╔══

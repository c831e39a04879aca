//! CLI logic for the Crowfoot ERD tool.
//!
//! This module contains the core CLI logic for the Crowfoot draw-order tool.

pub mod error_adapter;

mod args;
mod config;

pub use args::Args;

use std::fs;

use log::info;

use crowfoot::{CrowfootError, DiagramBuilder, export::plan::PlanSurface};

/// Run the Crowfoot CLI application
///
/// This function processes the input file through the Crowfoot pipeline
/// and writes the resulting draw plan to the output file.
///
/// # Arguments
///
/// * `args` - Command-line arguments
///
/// # Errors
///
/// Returns `CrowfootError` for:
/// - File I/O errors
/// - Configuration loading errors
pub fn run(args: &Args) -> Result<(), CrowfootError> {
    info!(
        input_path = args.input,
        output_path = args.output;
        "Processing diagram"
    );

    // Load configuration
    let app_config = config::load_config(args.config.as_ref())?;

    // Read input file
    let source = fs::read_to_string(&args.input)?;

    // Process the diagram using the DiagramBuilder API
    let builder = DiagramBuilder::new(app_config);
    let relations = builder.parse(&source);
    let ordered = builder.order(relations);

    let mut surface = PlanSurface::new();
    builder.draw(&ordered, &mut surface);

    // Write output file
    fs::write(&args.output, surface.into_plan())?;

    info!(output_file = args.output; "Draw plan exported successfully");

    Ok(())
}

╚══

Aim of the exercise -
The whole listing above is to be output exactly.

Task output -
repository c831e39a04879aca
//! CLI logic for the Crowfoot ERD tool.
//!
//! This module contains the core CLI logic for the Crowfoot draw-order tool.

pub mod error_adapter;

mod args;
mod config;

pub use args::Args;

use std::fs;

use log::info;

use crowfoot::{CrowfootError, DiagramBuilder, export::plan::PlanSurface};

/// Run the Crowfoot CLI application
///
/// This function processes the input file through the Crowfoot pipeline
/// and writes the resulting draw plan to the output file.
///
/// # Arguments
///
/// * `args` - Command-line arguments
///
/// # Errors
///
/// Returns `CrowfootError` for:
/// - File I/O errors
/// - Configuration loading errors
pub fn run(args: &Args) -> Result<(), CrowfootError> {
    info!(
        input_path = args.input,
        output_path = args.output;
        "Processing diagram"
    );

    // Load configuration
    let app_config = config::load_config(args.config.as_ref())?;

    // Read input file
    let source = fs::read_to_string(&args.input)?;

    // Process the diagram using the DiagramBuilder API
    let builder = DiagramBuilder::new(app_config);
    let relations = builder.parse(&source);
    let ordered = builder.order(relations);

    let mut surface = PlanSurface::new();
    builder.draw(&ordered, &mut surface);

    // Write output file
    fs::write(&args.output, surface.into_plan())?;

    info!(output_file = args.output; "Draw plan exported successfully");

    Ok(())
}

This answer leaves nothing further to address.